### ASSIGNMENT
Tally every line of the material that includes "inventory", then give the tally and nothing else.

### RECORDS FOR PROCESSING
☆ ☆ ☆
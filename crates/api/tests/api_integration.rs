//! Integration tests for the API server.

use std::sync::{Arc, OnceLock};
use std::time::Duration;

use api::{AppState, InMemoryBackends};
use axum::body::Body;
use axum::http::{Request, StatusCode};
use checkout::{CheckoutConfig, RetryConfig};
use common::{Money, ProductId, UserId};
use domain::CartLine;
use metrics_exporter_prometheus::PrometheusHandle;
use serde_json::{Value, json};
use tower::ServiceExt;

static METRICS_HANDLE: OnceLock<PrometheusHandle> = OnceLock::new();

fn get_metrics_handle() -> PrometheusHandle {
    METRICS_HANDLE
        .get_or_init(|| {
            metrics_exporter_prometheus::PrometheusBuilder::new()
                .install_recorder()
                .expect("failed to install Prometheus recorder")
        })
        .clone()
}

const USER: UserId = UserId::new(7);

fn checkout_config() -> CheckoutConfig {
    CheckoutConfig {
        call_timeout: Duration::from_secs(1),
        fulfillment_retry: RetryConfig {
            max_attempts: 2,
            base_delay: Duration::from_millis(1),
            max_delay: Duration::from_millis(2),
            backoff_multiplier: 2.0,
        },
    }
}

fn setup() -> (axum::Router, InMemoryBackends, Arc<AppState>) {
    let backends = InMemoryBackends::new(Duration::ZERO);
    let state = backends.state(checkout_config(), "test-1");
    let app = api::create_app(state.clone(), get_metrics_handle());
    (app, backends, state)
}

async fn seed_cart(backends: &InMemoryBackends, user: UserId, lines: &[(i64, &str, i64, u32)]) {
    for &(product, name, cents, quantity) in lines {
        let product_id = ProductId::new(product);
        backends.inventory.add_product(product_id, name, 10);
        backends
            .store
            .register_product(product_id, name, Some(format!("{name}.png")))
            .await;
        backends.cart.add_line(
            user,
            CartLine::new(product_id, name, Money::from_cents(cents), quantity),
        );
    }
}

async fn wait_for_cart_cleared(backends: &InMemoryBackends, user: UserId) {
    for _ in 0..200 {
        if backends.cart.line_count(user) == 0 {
            return;
        }
        tokio::time::sleep(Duration::from_millis(5)).await;
    }
    panic!("cart for user {user} was never cleared");
}

fn order_request(user: Value) -> Request<Body> {
    let body = json!({
        "userId": user,
        "shippingAddress": {
            "fullName": "Asha Rao",
            "address": "12 MG Road",
            "city": "Pune",
            "zipCode": "411001",
            "country": "India"
        },
        "paymentMethod": "credit_card"
    });
    Request::builder()
        .method("POST")
        .uri("/orders")
        .header("content-type", "application/json")
        .body(Body::from(body.to_string()))
        .unwrap()
}

fn get_request(uri: &str) -> Request<Body> {
    Request::builder().uri(uri).body(Body::empty()).unwrap()
}

async fn body_json(response: axum::response::Response) -> Value {
    let body = axum::body::to_bytes(response.into_body(), usize::MAX)
        .await
        .unwrap();
    serde_json::from_slice(&body).unwrap()
}

#[tokio::test]
async fn test_health_check() {
    let (app, _, _) = setup();

    let response = app.oneshot(get_request("/health")).await.unwrap();

    assert_eq!(response.status(), StatusCode::OK);
    let json = body_json(response).await;
    assert_eq!(json["service"], "order-service");
    assert_eq!(json["status"], "healthy");
    assert_eq!(json["instance"], "test-1");
}

#[tokio::test]
async fn test_create_order() {
    let (app, backends, _) = setup();
    seed_cart(&backends, USER, &[(1, "Laptop", 65000, 1)]).await;

    let response = app.oneshot(order_request(json!(7))).await.unwrap();

    assert_eq!(response.status(), StatusCode::CREATED);
    let json = body_json(response).await;
    assert_eq!(json["message"], "Order placed successfully");
    assert_eq!(json["order"]["user_id"], 7);
    assert_eq!(json["order"]["total_amount"], 65000);
    assert_eq!(json["order"]["status"], "processing");
    assert_eq!(json["order"]["payment_method"], "credit_card");
    assert_eq!(json["order"]["payment_reference"], "TXN-1");
    assert_eq!(json["order"]["shipping_address"]["city"], "Pune");
    assert_eq!(json["order"]["shipping_address"]["zipCode"], "411001");

    assert_eq!(backends.store.order_count().await, 1);
    wait_for_cart_cleared(&backends, USER).await;
    assert_eq!(backends.inventory.stock(ProductId::new(1)), Some(9));
}

#[tokio::test]
async fn test_create_order_accepts_string_user_id() {
    let (app, backends, _) = setup();
    seed_cart(&backends, USER, &[(1, "Mouse", 1999, 2)]).await;

    let response = app.oneshot(order_request(json!("7"))).await.unwrap();

    assert_eq!(response.status(), StatusCode::CREATED);
    let json = body_json(response).await;
    assert_eq!(json["order"]["total_amount"], 3998);
}

#[tokio::test]
async fn test_create_order_with_empty_cart() {
    let (app, backends, _) = setup();

    let response = app.oneshot(order_request(json!(7))).await.unwrap();

    assert_eq!(response.status(), StatusCode::BAD_REQUEST);
    let json = body_json(response).await;
    assert_eq!(json["error"], "Cart is empty");
    assert_eq!(backends.payment.authorization_count(), 0);
}

#[tokio::test]
async fn test_create_order_with_overflowing_total() {
    let (app, backends, _) = setup();
    seed_cart(&backends, USER, &[(1, "Bulk", 9_999_999_999, 1_000_000_000)]).await;

    let response = app.oneshot(order_request(json!(7))).await.unwrap();

    assert_eq!(response.status(), StatusCode::BAD_REQUEST);
    let json = body_json(response).await;
    assert_eq!(json["error"], "Invalid cart: Order total is too large");
    assert_eq!(backends.payment.authorization_count(), 0);
}

#[tokio::test]
async fn test_create_order_with_declined_payment() {
    let (app, backends, _) = setup();
    seed_cart(&backends, USER, &[(1, "Laptop", 65000, 1)]).await;
    backends.payment.set_decline(true);

    let response = app.oneshot(order_request(json!(7))).await.unwrap();

    assert_eq!(response.status(), StatusCode::PAYMENT_REQUIRED);
    let json = body_json(response).await;
    assert!(json["error"].as_str().unwrap().starts_with("Payment failed"));
    assert_eq!(backends.store.order_count().await, 0);
    assert_eq!(backends.cart.line_count(USER), 1);
}

#[tokio::test]
async fn test_create_order_with_insufficient_stock() {
    let (app, backends, _) = setup();
    seed_cart(&backends, USER, &[(1, "Laptop", 65000, 11)]).await;

    let response = app.oneshot(order_request(json!(7))).await.unwrap();

    assert_eq!(response.status(), StatusCode::CONFLICT);
    assert_eq!(backends.payment.authorization_count(), 0);
    assert_eq!(backends.store.order_count().await, 0);
}

#[tokio::test]
async fn test_create_order_with_cart_service_down() {
    let (app, backends, _) = setup();
    backends.cart.set_fail_on_get(true);

    let response = app.oneshot(order_request(json!(7))).await.unwrap();

    assert_eq!(response.status(), StatusCode::SERVICE_UNAVAILABLE);
    assert_eq!(backends.payment.authorization_count(), 0);
}

#[tokio::test]
async fn test_create_order_store_failure_refunds_payment() {
    let (app, backends, _) = setup();
    seed_cart(&backends, USER, &[(1, "Laptop", 65000, 1)]).await;
    backends.store.set_fail_on_insert(true).await;

    let response = app.clone().oneshot(order_request(json!(7))).await.unwrap();

    assert_eq!(response.status(), StatusCode::INTERNAL_SERVER_ERROR);
    assert!(backends.payment.is_refunded("TXN-1"));
    assert_eq!(backends.cart.line_count(USER), 1);
    assert_eq!(backends.inventory.stock(ProductId::new(1)), Some(10));

    let response = app.oneshot(get_request("/reconciliations")).await.unwrap();
    assert_eq!(response.status(), StatusCode::OK);
    let entries = body_json(response).await;
    assert_eq!(entries.as_array().unwrap().len(), 1);
    assert_eq!(entries[0]["kind"], "payment_without_order");
    assert_eq!(entries[0]["transaction_id"], "TXN-1");
    assert_eq!(entries[0]["refunded"], true);
}

#[tokio::test]
async fn test_create_order_with_malformed_json() {
    let (app, _, _) = setup();

    let response = app
        .oneshot(
            Request::builder()
                .method("POST")
                .uri("/orders")
                .header("content-type", "application/json")
                .body(Body::from("{ not json"))
                .unwrap(),
        )
        .await
        .unwrap();

    assert_eq!(response.status(), StatusCode::BAD_REQUEST);
}

#[tokio::test]
async fn test_create_order_with_invalid_user_id() {
    let (app, _, _) = setup();

    let response = app.oneshot(order_request(json!("abc"))).await.unwrap();

    assert_eq!(response.status(), StatusCode::BAD_REQUEST);
}

#[tokio::test]
async fn test_list_orders_newest_first() {
    let (app, backends, _) = setup();

    seed_cart(&backends, USER, &[(1, "Laptop", 65000, 1)]).await;
    let response = app.clone().oneshot(order_request(json!(7))).await.unwrap();
    assert_eq!(response.status(), StatusCode::CREATED);
    let first_id = body_json(response).await["order"]["id"].clone();
    wait_for_cart_cleared(&backends, USER).await;

    seed_cart(&backends, USER, &[(2, "Mouse", 1999, 2)]).await;
    let response = app.clone().oneshot(order_request(json!(7))).await.unwrap();
    let second_id = body_json(response).await["order"]["id"].clone();
    wait_for_cart_cleared(&backends, USER).await;

    let response = app.clone().oneshot(get_request("/orders/7")).await.unwrap();
    assert_eq!(response.status(), StatusCode::OK);
    let orders = body_json(response).await;
    let orders = orders.as_array().unwrap();
    assert_eq!(orders.len(), 2);
    assert_eq!(orders[0]["id"], second_id);
    assert_eq!(orders[1]["id"], first_id);
    assert_eq!(orders[1]["items"][0]["name"], "Laptop");
    assert_eq!(orders[1]["items"][0]["image_url"], "Laptop.png");
    assert_eq!(orders[1]["items"][0]["price"], 65000);

    let response = app.oneshot(get_request("/orders/8")).await.unwrap();
    assert_eq!(body_json(response).await, json!([]));
}

#[tokio::test]
async fn test_list_orders_with_invalid_user_id() {
    let (app, _, _) = setup();

    let response = app.oneshot(get_request("/orders/not-a-number")).await.unwrap();

    assert_eq!(response.status(), StatusCode::BAD_REQUEST);
}

#[tokio::test]
async fn test_get_order_detail() {
    let (app, backends, _) = setup();
    seed_cart(&backends, USER, &[(1, "Laptop", 65000, 1), (2, "Mouse", 1999, 3)]).await;

    let response = app.clone().oneshot(order_request(json!(7))).await.unwrap();
    let id = body_json(response).await["order"]["id"].clone();

    let response = app
        .oneshot(get_request(&format!("/orders/detail/{id}")))
        .await
        .unwrap();
    assert_eq!(response.status(), StatusCode::OK);
    let json = body_json(response).await;
    assert_eq!(json["id"], id);
    assert_eq!(json["total_amount"], 70997);
    assert_eq!(json["items"].as_array().unwrap().len(), 2);
    assert_eq!(json["items"][1]["quantity"], 3);
}

#[tokio::test]
async fn test_get_missing_order() {
    let (app, _, _) = setup();

    let response = app.oneshot(get_request("/orders/detail/999")).await.unwrap();

    assert_eq!(response.status(), StatusCode::NOT_FOUND);
    let json = body_json(response).await;
    assert_eq!(json["error"], "Order not found");
}

#[tokio::test]
async fn test_metrics_endpoint() {
    let (app, backends, _) = setup();
    seed_cart(&backends, USER, &[(1, "Laptop", 65000, 1)]).await;

    let response = app.clone().oneshot(order_request(json!(7))).await.unwrap();
    assert_eq!(response.status(), StatusCode::CREATED);

    let response = app.oneshot(get_request("/metrics")).await.unwrap();
    assert_eq!(response.status(), StatusCode::OK);
    let body = axum::body::to_bytes(response.into_body(), usize::MAX)
        .await
        .unwrap();
    let text = String::from_utf8(body.to_vec()).unwrap();
    assert!(text.contains("checkout_attempts_total"));
}

#[tokio::test]
async fn test_shutdown_drain_finishes_fulfillment() {
    let (app, backends, state) = setup();
    seed_cart(&backends, USER, &[(1, "Laptop", 65000, 1)]).await;

    let response = app.oneshot(order_request(json!(7))).await.unwrap();
    assert_eq!(response.status(), StatusCode::CREATED);

    let cancelled = state
        .coordinator
        .drain_fulfillment(Duration::from_secs(5))
        .await;

    assert_eq!(cancelled, 0);
    assert_eq!(backends.cart.line_count(USER), 0);
    assert_eq!(backends.inventory.stock(ProductId::new(1)), Some(9));
}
☆ ☆ ☆
### RESPONSE TO THE EXERCISE
4